M. Rincón Guided by asteriks

Making ProtonVPN Usable on Linux

2023-02-21 Revised: 2024-03-02

ProtonVPN provides a GUI and a console application for Linux, but on 2023, it is nearly unusable. It consumes up to 2 GB of memory idled, drops connections, and fails to reconnect unless the kill switch is deleted using nmcli. The command line application has a bizarre dependency on nm-applet, which of course means it cannot be used on a headless machine. It appears that ProtonVPN is not going to fix this. The solution is to use ProtonVPN with Wireguard.

First, install Wireguard and ufw. Then, log into ProtonVPN, and in the download section, get a few Wireguard configuration files. Add them to the NetworkManager. By default, all new wireguard connections will auto connect on start up. Since I only want one default connection, I modified all but one. In addition, I disabled IPv6 on all the connection.

nmcli con import type wireguard file <connection.conf>
nmcli con modify <connection> ipv6.method "ignore"
# if not the default connection:
nmcli con mod <connection> connection.autoconnect no
nmcli con down <connection>
nmcli -f name,autoconnect connection

I also wanted a killswitch, so I used ufw to configure one (Fedora comes with FirewallD, but I'm familiar with ufw). First I disabled connections outside my LAN. Because I want to be able to reconnect without turning off the firewall, I made exceptions for the VPN connections by allowing paths to the end points in the configuration files.
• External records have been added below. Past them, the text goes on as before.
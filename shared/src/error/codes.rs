//! Unified error codes for Familia Gastro
//!
//! Error codes are organized by category:
//! - 0xxx: General errors
//! - 1xxx: Authentication errors
//! - 2xxx: Permission errors
//! - 3xxx: Client / company errors
//! - 4xxx: Cart / receipt errors
//! - 5xxx: Payment errors
//! - 6xxx: Dish / availability errors
//! - 7xxx: Production / inventory errors
//! - 9xxx: System errors

use serde::{Deserialize, Serialize};
use std::fmt;

/// Unified error code enum
///
/// Serialized as its `u16` value so the JSON envelope stays compact and
/// stable for the browser scripts and back-office consumers.
#[derive(Debug, Clone, Copy, PartialEq, Eq, Hash, Serialize, Deserialize)]
#[serde(into = "u16", try_from = "u16")]
#[repr(u16)]
pub enum ErrorCode {
    // ==================== 0xxx: General ====================
    /// Operation completed successfully
    Success = 0,
    /// Unknown error
    Unknown = 1,
    /// Validation failed
    ValidationFailed = 2,
    /// Resource not found
    NotFound = 3,
    /// Resource already exists
    AlreadyExists = 4,
    /// Invalid request
    InvalidRequest = 5,
    /// Invalid format
    InvalidFormat = 6,
    /// Required field missing
    RequiredField = 7,
    /// Value out of range
    ValueOutOfRange = 8,

    // ==================== 1xxx: Auth ====================
    /// User is not authenticated
    NotAuthenticated = 1001,
    /// Invalid credentials (username/password)
    InvalidCredentials = 1002,
    /// Token has expired
    TokenExpired = 1003,
    /// Token is invalid
    TokenInvalid = 1004,
    /// Account is disabled
    AccountDisabled = 1007,
    /// Username already taken
    UsernameExists = 1008,
    /// Password and confirmation differ
    PasswordMismatch = 1009,
    /// Password too short
    PasswordTooShort = 1010,
    /// Too many attempts from the same address
    TooManyAttempts = 1011,

    // ==================== 2xxx: Permission ====================
    /// Permission denied
    PermissionDenied = 2001,
    /// Staff account required
    StaffRequired = 2003,

    // ==================== 3xxx: Client / Company ====================
    /// Client profile not found
    ClientNotFound = 3001,
    /// User already has a client profile
    ClientProfileExists = 3002,
    /// Company not found
    CompanyNotFound = 3101,
    /// Company code already exists
    CompanyCodeExists = 3102,
    /// Company CIF already exists
    CompanyCifExists = 3103,

    // ==================== 4xxx: Cart / Receipt ====================
    /// Cart has no items
    CartEmpty = 4001,
    /// Cart item not found
    CartItemNotFound = 4002,
    /// Quantity must be at least one
    InvalidQuantity = 4003,
    /// Receipt not found
    ReceiptNotFound = 4101,
    /// No receipt waiting for payment
    NoPendingReceipt = 4102,
    /// Receipt is already paid
    ReceiptAlreadyPaid = 4103,

    // ==================== 5xxx: Payment ====================
    /// Payment failed or was cancelled
    PaymentFailed = 5001,
    /// Payment gateway is not configured
    PaymentNotConfigured = 5002,

    // ==================== 6xxx: Dish / Availability ====================
    /// Dish not found
    DishNotFound = 6001,
    /// Dish code already exists
    DishCodeExists = 6002,
    /// Dish price is invalid
    DishInvalidPrice = 6003,
    /// Dish is not offered on the requested weekday
    DishUnavailableOnDay = 6004,
    /// Availability not found
    AvailabilityNotFound = 6101,
    /// Dish already assigned to that weekday
    AvailabilityExists = 6102,
    /// Weekday code not recognised
    InvalidWeekday = 6103,

    // ==================== 7xxx: Production / Inventory ====================
    /// Production batch not found
    ProductionNotFound = 7001,
    /// Production status not recognised
    InvalidProductionStatus = 7002,
    /// Inventory lot not found
    InventoryNotFound = 7101,
    /// Movement would leave the lot below zero
    InsufficientStock = 7102,
    /// Expiry date earlier than production date
    InvalidExpiryDate = 7103,
    /// Inventory movement not found
    MovementNotFound = 7201,

    // ==================== 9xxx: System ====================
    /// Internal server error
    InternalError = 9001,
    /// Database error
    DatabaseError = 9002,
    /// Configuration error
    ConfigError = 9005,
    /// Template rendering failed
    TemplateError = 9006,
}

impl ErrorCode {
    /// Numeric value of this code
    #[inline]
    pub const fn code(&self) -> u16 {
        *self as u16
    }

    /// Default human readable message
    pub const fn message(&self) -> &'static str {
        match self {
            // General
            ErrorCode::Success => "Operation completed successfully",
            ErrorCode::Unknown => "An unknown error occurred",
            ErrorCode::ValidationFailed => "Validation failed",
            ErrorCode::NotFound => "Resource not found",
            ErrorCode::AlreadyExists => "Resource already exists",
            ErrorCode::InvalidRequest => "Invalid request",
            ErrorCode::InvalidFormat => "Invalid format",
            ErrorCode::RequiredField => "Required field is missing",
            ErrorCode::ValueOutOfRange => "Value is out of range",

            // Auth
            ErrorCode::NotAuthenticated => "User is not authenticated",
            ErrorCode::InvalidCredentials => "Usuario o Contraseña incorrecta",
            ErrorCode::TokenExpired => "Authentication token has expired",
            ErrorCode::TokenInvalid => "Authentication token is invalid",
            ErrorCode::AccountDisabled => "Account is disabled",
            ErrorCode::UsernameExists => "El usuario ya existe",
            ErrorCode::PasswordMismatch => "Su contraseña no coincide",
            ErrorCode::PasswordTooShort => "Password must be at least 8 characters",
            ErrorCode::TooManyAttempts => "Too many attempts",

            // Permission
            ErrorCode::PermissionDenied => "Permission denied",
            ErrorCode::StaffRequired => "Staff account is required",

            // Client / Company
            ErrorCode::ClientNotFound => "Client not found",
            ErrorCode::ClientProfileExists => "Client profile already exists",
            ErrorCode::CompanyNotFound => "Company not found",
            ErrorCode::CompanyCodeExists => "Company code already exists",
            ErrorCode::CompanyCifExists => "Company CIF already exists",

            // Cart / Receipt
            ErrorCode::CartEmpty => "Tu carrito está vacío.",
            ErrorCode::CartItemNotFound => "Cart item not found",
            ErrorCode::InvalidQuantity => "Quantity must be at least 1",
            ErrorCode::ReceiptNotFound => "Receipt not found",
            ErrorCode::NoPendingReceipt => "No se encontró ningún recibo.",
            ErrorCode::ReceiptAlreadyPaid => "Receipt has already been paid",

            // Payment
            ErrorCode::PaymentFailed => "El pago fue cancelado o falló.",
            ErrorCode::PaymentNotConfigured => "Payment gateway is not configured",

            // Dish / Availability
            ErrorCode::DishNotFound => "Dish not found",
            ErrorCode::DishCodeExists => "Dish code already exists",
            ErrorCode::DishInvalidPrice => "Dish has invalid price",
            ErrorCode::DishUnavailableOnDay => "Dish is not available on that day",
            ErrorCode::AvailabilityNotFound => "Availability not found",
            ErrorCode::AvailabilityExists => "Este plato ya está asignado para ese día.",
            ErrorCode::InvalidWeekday => "Invalid weekday",

            // Production / Inventory
            ErrorCode::ProductionNotFound => "Production batch not found",
            ErrorCode::InvalidProductionStatus => "Invalid production status",
            ErrorCode::InventoryNotFound => "Inventory lot not found",
            ErrorCode::InsufficientStock => "Insufficient stock in inventory lot",
            ErrorCode::InvalidExpiryDate => "Expiry date is before production date",
            ErrorCode::MovementNotFound => "Inventory movement not found",

            // System
            ErrorCode::InternalError => "Internal server error",
            ErrorCode::DatabaseError => "Database error",
            ErrorCode::ConfigError => "Configuration error",
            ErrorCode::TemplateError => "Template rendering failed",
        }
    }
}

impl fmt::Display for ErrorCode {
    fn fmt(&self, f: &mut fmt::Formatter<'_>) -> fmt::Result {
        write!(f, "{}", self.code())
    }
}

impl From<ErrorCode> for u16 {
    #[inline]
    fn from(code: ErrorCode) -> Self {
        code.code()
    }
}

/// Error returned when a numeric code does not map to an [`ErrorCode`]
#[derive(Debug, Clone, Copy, PartialEq, Eq)]
pub struct InvalidErrorCode(pub u16);

impl fmt::Display for InvalidErrorCode {
    fn fmt(&self, f: &mut fmt::Formatter<'_>) -> fmt::Result {
        write!(f, "invalid error code: {}", self.0)
    }
}

impl std::error::Error for InvalidErrorCode {}

impl TryFrom<u16> for ErrorCode {
    type Error = InvalidErrorCode;

    fn try_from(value: u16) -> Result<Self, Self::Error> {
        match value {
            // General
            0 => Ok(ErrorCode::Success),
            1 => Ok(ErrorCode::Unknown),
            2 => Ok(ErrorCode::ValidationFailed),
            3 => Ok(ErrorCode::NotFound),
            4 => Ok(ErrorCode::AlreadyExists),
            5 => Ok(ErrorCode::InvalidRequest),
            6 => Ok(ErrorCode::InvalidFormat),
            7 => Ok(ErrorCode::RequiredField),
            8 => Ok(ErrorCode::ValueOutOfRange),

            // Auth
            1001 => Ok(ErrorCode::NotAuthenticated),
            1002 => Ok(ErrorCode::InvalidCredentials),
            1003 => Ok(ErrorCode::TokenExpired),
            1004 => Ok(ErrorCode::TokenInvalid),
            1007 => Ok(ErrorCode::AccountDisabled),
            1008 => Ok(ErrorCode::UsernameExists),
            1009 => Ok(ErrorCode::PasswordMismatch),
            1010 => Ok(ErrorCode::PasswordTooShort),
            1011 => Ok(ErrorCode::TooManyAttempts),

            // Permission
            2001 => Ok(ErrorCode::PermissionDenied),
            2003 => Ok(ErrorCode::StaffRequired),

            // Client / Company
            3001 => Ok(ErrorCode::ClientNotFound),
            3002 => Ok(ErrorCode::ClientProfileExists),
            3101 => Ok(ErrorCode::CompanyNotFound),
            3102 => Ok(ErrorCode::CompanyCodeExists),
            3103 => Ok(ErrorCode::CompanyCifExists),

            // Cart / Receipt
            4001 => Ok(ErrorCode::CartEmpty),
            4002 => Ok(ErrorCode::CartItemNotFound),
            4003 => Ok(ErrorCode::InvalidQuantity),
            4101 => Ok(ErrorCode::ReceiptNotFound),
            4102 => Ok(ErrorCode::NoPendingReceipt),
            4103 => Ok(ErrorCode::ReceiptAlreadyPaid),

            // Payment
            5001 => Ok(ErrorCode::PaymentFailed),
            5002 => Ok(ErrorCode::PaymentNotConfigured),

            // Dish / Availability
            6001 => Ok(ErrorCode::DishNotFound),
            6002 => Ok(ErrorCode::DishCodeExists),
            6003 => Ok(ErrorCode::DishInvalidPrice),
            6004 => Ok(ErrorCode::DishUnavailableOnDay),
            6101 => Ok(ErrorCode::AvailabilityNotFound),
            6102 => Ok(ErrorCode::AvailabilityExists),
            6103 => Ok(ErrorCode::InvalidWeekday),

            // Production / Inventory
            7001 => Ok(ErrorCode::ProductionNotFound),
            7002 => Ok(ErrorCode::InvalidProductionStatus),
            7101 => Ok(ErrorCode::InventoryNotFound),
            7102 => Ok(ErrorCode::InsufficientStock),
            7103 => Ok(ErrorCode::InvalidExpiryDate),
            7201 => Ok(ErrorCode::MovementNotFound),

            // System
            9001 => Ok(ErrorCode::InternalError),
            9002 => Ok(ErrorCode::DatabaseError),
            9005 => Ok(ErrorCode::ConfigError),
            9006 => Ok(ErrorCode::TemplateError),

            _ => Err(InvalidErrorCode(value)),
        }
    }
}

#[cfg(test)]
mod tests {
    use super::*;

    #[test]
    fn test_error_code_values() {
        assert_eq!(ErrorCode::Success.code(), 0);
        assert_eq!(ErrorCode::NotFound.code(), 3);
        assert_eq!(ErrorCode::NotAuthenticated.code(), 1001);
        assert_eq!(ErrorCode::StaffRequired.code(), 2003);
        assert_eq!(ErrorCode::CompanyCifExists.code(), 3103);
        assert_eq!(ErrorCode::CartEmpty.code(), 4001);
        assert_eq!(ErrorCode::PaymentFailed.code(), 5001);
        assert_eq!(ErrorCode::AvailabilityExists.code(), 6102);
        assert_eq!(ErrorCode::InsufficientStock.code(), 7102);
        assert_eq!(ErrorCode::TemplateError.code(), 9006);
    }

    #[test]
    fn test_try_from_valid() {
        assert_eq!(ErrorCode::try_from(0), Ok(ErrorCode::Success));
        assert_eq!(ErrorCode::try_from(1008), Ok(ErrorCode::UsernameExists));
        assert_eq!(ErrorCode::try_from(4001), Ok(ErrorCode::CartEmpty));
        assert_eq!(ErrorCode::try_from(6102), Ok(ErrorCode::AvailabilityExists));
        assert_eq!(ErrorCode::try_from(9001), Ok(ErrorCode::InternalError));
    }

    #[test]
    fn test_try_from_invalid() {
        assert_eq!(ErrorCode::try_from(999), Err(InvalidErrorCode(999)));
        assert_eq!(ErrorCode::try_from(10000), Err(InvalidErrorCode(10000)));
        assert_eq!(ErrorCode::try_from(8001), Err(InvalidErrorCode(8001)));
    }

    #[test]
    fn test_serialize() {
        assert_eq!(serde_json::to_string(&ErrorCode::NotFound).unwrap(), "3");
        assert_eq!(serde_json::to_string(&ErrorCode::CartEmpty).unwrap(), "4001");
    }

    #[test]
    fn test_deserialize() {
        let code: ErrorCode = serde_json::from_str("6001").unwrap();
        assert_eq!(code, ErrorCode::DishNotFound);

        let result: Result<ErrorCode, _> = serde_json::from_str("1234");
        assert!(result.is_err());
    }

    #[test]
    fn test_display() {
        assert_eq!(format!("{}", ErrorCode::Success), "0");
        assert_eq!(format!("{}", ErrorCode::ReceiptNotFound), "4101");
    }

    #[test]
    fn test_user_facing_messages() {
        assert_eq!(ErrorCode::CartEmpty.message(), "Tu carrito está vacío.");
        assert_eq!(
            ErrorCode::AvailabilityExists.message(),
            "Este plato ya está asignado para ese día."
        );
        assert_eq!(ErrorCode::PasswordMismatch.message(), "Su contraseña no coincide");
        assert_eq!(ErrorCode::UsernameExists.message(), "El usuario ya existe");
    }

    #[test]
    fn test_every_code_roundtrips_through_u16() {
        let codes = [
            ErrorCode::Success,
            ErrorCode::InvalidCredentials,
            ErrorCode::PermissionDenied,
            ErrorCode::ClientNotFound,
            ErrorCode::NoPendingReceipt,
            ErrorCode::PaymentNotConfigured,
            ErrorCode::InvalidWeekday,
            ErrorCode::MovementNotFound,
            ErrorCode::ConfigError,
        ];

        for code in codes {
            assert_eq!(ErrorCode::try_from(code.code()), Ok(code));
        }
    }
}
# ignore the 127.0.0.1/8 range, that's the loop back
ip address | grep inet

ufw reset
ufw default deny outgoing
ufw default deny incoming
# whitelist the range found with ip address
ufw allow in to <range start/end>
ufw allow out to<range start/end>
ufw allow out to <ip> port <port number> proto udp
ufw allow out on <connection> from any to any
ufw enable

At this point there shouldn't be any connection outside the LAN unless I have a VPN connections.

# ping google should fail
ping 8.8.8.8
# but work after vpn is activate
nmcli --ask con up <vpn name>
ping google
# we can also check for leaks
curl https://ipleak.net/json/ | jq
# and in the DNS
session=$(echo mrfox | sha1sum)
for i in $(seq 5000 5003);
do
   curl "https://${session:0:40}-${i}.ipleak.net/dnsdetection/"
   sleep 1
done

If all works as expected, ufw can be set as a service.

# If active, disable firewalld
systemctl disable --now firewalld.service
systemctl enable --now ufw.service
ufw status
# To see what was blocked
journalctl -t kernel -fag "UFW BLOCK"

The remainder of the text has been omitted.